その1人、親子食育料理教室を営む木場サカコさん。
情熱と赤字との板挟みで、なんとなく苦しい思いをして
いるようです。
ドクターとの会話が続きます。
(前回→http://www.shokuiku-pro.com/production/2008/09/1_30.html)
◆◆◆
「では木場さん。もう一度お尋ねしますね。木場さんが疲れてきている原因は何だと思いますか」
「えっと…。やっぱり、赤字だからだと思います。赤字は嫌です」
「親子の絆が強まり、子どもたちに食の大切さが伝われば、それでいいんじゃなかったんですか?」
「先生、ごめんなさい。訂正します。親子の絆を強めて、子どもたちに食の大切さを伝えたいのは確かです。でも、だからってそれで赤字になってもいいとは思いません」
「なるほど。ではお聞きします。赤字を黒字にできたら、疲れも取れますか?」
「だと思います」
「なるほど。だったら、さっさと赤字を黒字にしたらよいのではありませんか?」
「それはそうですけど…。どうしたらいいんですか?」
「赤字になっている理由は何だと思います?」
「安いからだと思います」
「何が」
「え?」
「何が安いんですか」
「私の親子食育料理教室の、月謝が安いんです」
「なるほど。月謝はいくらなんですか」
「2000円にしています」
「なるほど。なんで2000円にしたんですか」
「だって、月謝が高いと誰も来ないじゃないですか」
「2000円だったら、来ると思ったわけですね?」
「そうです」
「実際、参加者はたくさん来ましたか?」
「(嬉しそうに)はい。大勢の親子づれが来てくれてます」
「人気だということですね」
「自分で言うのもなんですけど、人気があります」
「よかったですねえ。じゃあ、月謝を2000円に設定して良かったじゃないですか」
「はい。良かったと思います。1人でも多くの方に、少しでも安い月謝で、食育の場を提供してあげたいんです」
「なるほど。だったらなぜタダにしないんですか?」
「え?」
「どうして、無料にしてあげないんですか?」
「おっしゃる意味が分かりませんけど…」
「1人でも多くの方に、少しでも安い月謝で、って今おっしゃいましたね」
「たしかに言いました」
「そうおっしゃったのは、嘘ですか」
「とんでもない。

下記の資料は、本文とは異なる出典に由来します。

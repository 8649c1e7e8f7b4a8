//! Binary encoding of protocol messages
//!
//! Every message is `[tag: u8][payload]` with all multi-byte fields in
//! network byte order:
//!
//! | tag | message          | payload                                   |
//! |-----|------------------|-------------------------------------------|
//! | 0   | `PositionUpdate` | `player_id: u32`, `x: i16`, `y: i16`      |
//! | 1   | `KeyPress`       | `key_code: u32`                           |
//! | 2   | `Disconnect`     | `player_id: u32`                          |
//!
//! There is no length prefix and no version field; the payload size is fixed
//! per tag, so an unknown tag cannot be skipped.

use thiserror::Error;

pub const TAG_POSITION_UPDATE: u8 = 0;
pub const TAG_KEY_PRESS: u8 = 1;
pub const TAG_DISCONNECT: u8 = 2;

/// Largest encoded message, tag included.
pub const MAX_FRAME_SIZE: usize = 1 + 8;

#[derive(Debug, Clone, PartialEq, Eq, Error)]
pub enum CodecError {
    #[error("unknown message tag {0}")]
    UnknownTag(u8),
    #[error("truncated payload for tag {tag}: expected {expected} bytes, got {actual}")]
    TruncatedInput {
        tag: u8,
        expected: usize,
        actual: usize,
    },
    #[error("trailing bytes in payload for tag {tag}: expected {expected} bytes, got {actual}")]
    TrailingBytes {
        tag: u8,
        expected: usize,
        actual: usize,
    },
}

#[derive(Debug, Clone, Copy, PartialEq, Eq)]
pub enum Message {
    PositionUpdate { player_id: u32, x: i16, y: i16 },
    KeyPress { key_code: u32 },
    Disconnect { player_id: u32 },
}

/// Returns the fixed payload length for `tag`.
pub fn payload_size(tag: u8) -> Result<usize, CodecError> {
    match tag {
        TAG_POSITION_UPDATE => Ok(8),
        TAG_KEY_PRESS => Ok(4),
        TAG_DISCONNECT => Ok(4),
        other => Err(CodecError::UnknownTag(other)),
    }
}

impl Message {
    pub fn tag(&self) -> u8 {
        match self {
            Message::PositionUpdate { .. } => TAG_POSITION_UPDATE,
            Message::KeyPress { .. } => TAG_KEY_PRESS,
            Message::Disconnect { .. } => TAG_DISCONNECT,
        }
    }

    /// Encodes the tag followed by the payload.
    pub fn encode(&self) -> Vec<u8> {
        let mut buf = Vec::with_capacity(MAX_FRAME_SIZE);
        buf.push(self.tag());
        match *self {
            Message::PositionUpdate { player_id, x, y } => {
                buf.extend_from_slice(&player_id.to_be_bytes());
                buf.extend_from_slice(&x.to_be_bytes());
                buf.extend_from_slice(&y.to_be_bytes());
            }
            Message::KeyPress { key_code } => {
                buf.extend_from_slice(&key_code.to_be_bytes());
            }
            Message::Disconnect { player_id } => {
                buf.extend_from_slice(&player_id.to_be_bytes());
            }
        }
        buf
    }

    /// Rebuilds a message from its tag and payload bytes.
    ///
    /// The payload must be exactly `payload_size(tag)` bytes long.
    pub fn decode(tag: u8, payload: &[u8]) -> Result<Self, CodecError> {
        let expected = payload_size(tag)?;
        if payload.len() < expected {
            return Err(CodecError::TruncatedInput {
                tag,
                expected,
                actual: payload.len(),
            });
        }
        if payload.len() > expected {
            return Err(CodecError::TrailingBytes {
                tag,
                expected,
                actual: payload.len(),
            });
        }

        let mut reader = PayloadReader::new(tag, payload);
        let message = match tag {
            TAG_POSITION_UPDATE => Message::PositionUpdate {
                player_id: u32::from_be_bytes(reader.take()?),
                x: i16::from_be_bytes(reader.take()?),
                y: i16::from_be_bytes(reader.take()?),
            },
            TAG_KEY_PRESS => Message::KeyPress {
                key_code: u32::from_be_bytes(reader.take()?),
            },
            TAG_DISCONNECT => Message::Disconnect {
                player_id: u32::from_be_bytes(reader.take()?),
            },
            other => return Err(CodecError::UnknownTag(other)),
        };
        Ok(message)
    }
}

struct PayloadReader<'a> {
    tag: u8,
    payload: &'a [u8],
    offset: usize,
}

impl<'a> PayloadReader<'a> {
    fn new(tag: u8, payload: &'a [u8]) -> Self {
        Self {
            tag,
            payload,
            offset: 0,
        }
    }

    fn take<const N: usize>(&mut self) -> Result<[u8; N], CodecError> {
        let end = self.offset + N;
        let bytes = self
            .payload
            .get(self.offset..end)
            .and_then(|slice| <[u8; N]>::try_from(slice).ok())
            .ok_or(CodecError::TruncatedInput {
                tag: self.tag,
                expected: end,
                actual: self.payload.len(),
            })?;
        self.offset = end;
        Ok(bytes)
    }
}

#[cfg(test)]
mod tests {
    use super::*;

    fn roundtrip(message: Message) -> Message {
        let encoded = message.encode();
        Message::decode(encoded[0], &encoded[1..]).unwrap()
    }

    #[test]
    fn test_payload_sizes() {
        assert_eq!(payload_size(TAG_POSITION_UPDATE), Ok(8));
        assert_eq!(payload_size(TAG_KEY_PRESS), Ok(4));
        assert_eq!(payload_size(TAG_DISCONNECT), Ok(4));
        assert_eq!(payload_size(3), Err(CodecError::UnknownTag(3)));
        assert_eq!(payload_size(0xFF), Err(CodecError::UnknownTag(0xFF)));
    }

    #[test]
    fn test_encoded_length_matches_payload_size() {
        let messages = [
            Message::PositionUpdate {
                player_id: 1,
                x: 2,
                y: 3,
            },
            Message::KeyPress { key_code: 4 },
            Message::Disconnect { player_id: 5 },
        ];
        for message in messages {
            let encoded = message.encode();
            assert_eq!(encoded.len(), 1 + payload_size(message.tag()).unwrap());
            assert!(encoded.len() <= MAX_FRAME_SIZE);
        }
    }

    #[test]
    fn test_position_update_byte_layout() {
        let message = Message::PositionUpdate {
            player_id: 0x0102_0304,
            x: -2,
            y: 0x0506,
        };
        assert_eq!(
            message.encode(),
            vec![0x00, 0x01, 0x02, 0x03, 0x04, 0xFF, 0xFE, 0x05, 0x06]
        );
    }

    #[test]
    fn test_key_press_byte_layout() {
        let message = Message::KeyPress { key_code: 261 };
        assert_eq!(message.encode(), vec![0x01, 0x00, 0x00, 0x01, 0x05]);
    }

    #[test]
    fn test_disconnect_byte_layout() {
        let message = Message::Disconnect {
            player_id: u32::MAX,
        };
        assert_eq!(message.encode(), vec![0x02, 0xFF, 0xFF, 0xFF, 0xFF]);
    }

    #[test]
    fn test_position_update_boundary_values_roundtrip() {
        let coords = [i16::MIN, -1, 0, 1, i16::MAX];
        for player_id in [0, u32::MAX] {
            for x in coords {
                for y in coords {
                    let message = Message::PositionUpdate { player_id, x, y };
                    assert_eq!(roundtrip(message), message);
                }
            }
        }
    }

    #[test]
    fn test_id_only_messages_roundtrip() {
        for value in [0, 1, 27, u32::MAX] {
            let key = Message::KeyPress { key_code: value };
            let disconnect = Message::Disconnect { player_id: value };
            assert_eq!(roundtrip(key), key);
            assert_eq!(roundtrip(disconnect), disconnect);
        }
    }

    #[test]
    fn test_decode_negative_coordinates_from_raw_bytes() {
        let payload = [0x00, 0x00, 0x00, 0x07, 0x80, 0x00, 0xFF, 0xFF];
        assert_eq!(
            Message::decode(TAG_POSITION_UPDATE, &payload),
            Ok(Message::PositionUpdate {
                player_id: 7,
                x: i16::MIN,
                y: -1,
            })
        );
    }

    #[test]
    fn test_decode_unknown_tag() {
        assert_eq!(
            Message::decode(9, &[0, 0, 0, 0]),
            Err(CodecError::UnknownTag(9))
        );
    }

    #[test]
    fn test_decode_truncated_payload() {
        assert_eq!(
            Message::decode(TAG_POSITION_UPDATE, &[0, 0, 0, 1, 0]),
            Err(CodecError::TruncatedInput {
                tag: TAG_POSITION_UPDATE,
                expected: 8,
                actual: 5,
            })
        );
        assert!(matches!(
            Message::decode(TAG_KEY_PRESS, &[]),
            Err(CodecError::TruncatedInput { .. })
        ));
    }

    #[test]
    fn test_decode_trailing_bytes() {
        assert_eq!(
            Message::decode(TAG_DISCONNECT, &[0, 0, 0, 1, 0]),
            Err(CodecError::TrailingBytes {
                tag: TAG_DISCONNECT,
                expected: 4,
                actual: 5,
            })
        );
    }
}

本当の気持ちです」
「だったら、2000円なんて中途半端なお金をもらうのはやめて、いっそのことタダにしてあげたほうがいいんじゃないですか?」
◆◆◆
「ですけど、そんなことしたら、もっと赤字になっちゃいます」
「赤字は嫌ですか」
「嫌です」
「安い月謝にしてあげたいけど、赤字は嫌だと」
「ええ、そうです」
「現在の2000円というのは、ちょうどよい価格ですか?」
「2000円は安いと思います。コストもけっこうかかるんですよ」
「コストもけっこうかかると」
「はい」
「どのくらいかかるんですか」
「かなりかかりますね。食材もいいものを厳選して仕入れてますし…」
「月謝の2000円に対して、1人あたりのコストはいくらくらいですか」
「はい?」
「ですから、コストは具体的にいくらかかってるんですか」
「そ、それは…。人数によっても違いますし、その都度、食材も違いますから」
「1500円くらいですか?」
「1500円くらいかかるときもあります」
「2000円くらいですか?」
「もっとかかるときもあります」
「なるほど…」
「とにかくコストはかかるんです。月謝2000円だと、やっていけません」
「なるほど。では値上げしますか?」
「え?」
「2000円だと安いんですよね。コストもかかるし。だったら値上げするのが普通じゃないかと思いますが」
「でも値上げしたら誰も来なくなります」
「どうしてそう思うんですか?」
「だってそうじゃないですか」
「誰かがそう言ったんですか? 値上げしたら誰も来ないと?」
「そんなわけじゃないですけど…」
「値上げするのは嫌ですか?」
「そうですね…、やっぱり値上げしたいです」
「どっちなんですか。値上げしたいのか、したくないのか」
「値上げしたいです」
「分かりました。ではいくらくらいに値上げしましょうか」
「そうですね…、えっと…」
「1万円くらい?」
「そうですね。そのくらいにしたいです」
「確認ですけど、少しでも安い月謝にしてあげたい、と先ほどおっしゃったのは、嘘ですか?」
「あの気持は本物です」
「じゃあ、値上げせずに2000円のまま、頑張ればいいのでは?」
「でも2000円だったら赤字になるし…」
「1万円だったら、黒字になりますか」
「なります」
「じゃあ、1万円にしますか?」
「そうします」
「もっと高くしますか」
「いえ、1万円くらいでいいと思います」
「では、さっそく値上げしますか」
「すぐには無理だと思います」
「そうですか?」
「はい。いま値上げしたら、誰も来なくなります」
「では、いつ値上げしますか?」
「そうですね…。来年度になったら値上げしようと思います」
「来年の4月ということですか?」
「はい」
「いま値上げしたら誰も来ないけど、来年の4月だったら大丈夫ということですか」
「いえ。そのときでも、値上げしたら誰も来ないと思います」
「じゃあどうして来年の4月にするんですか?」
「そ、それは…」
(つづく)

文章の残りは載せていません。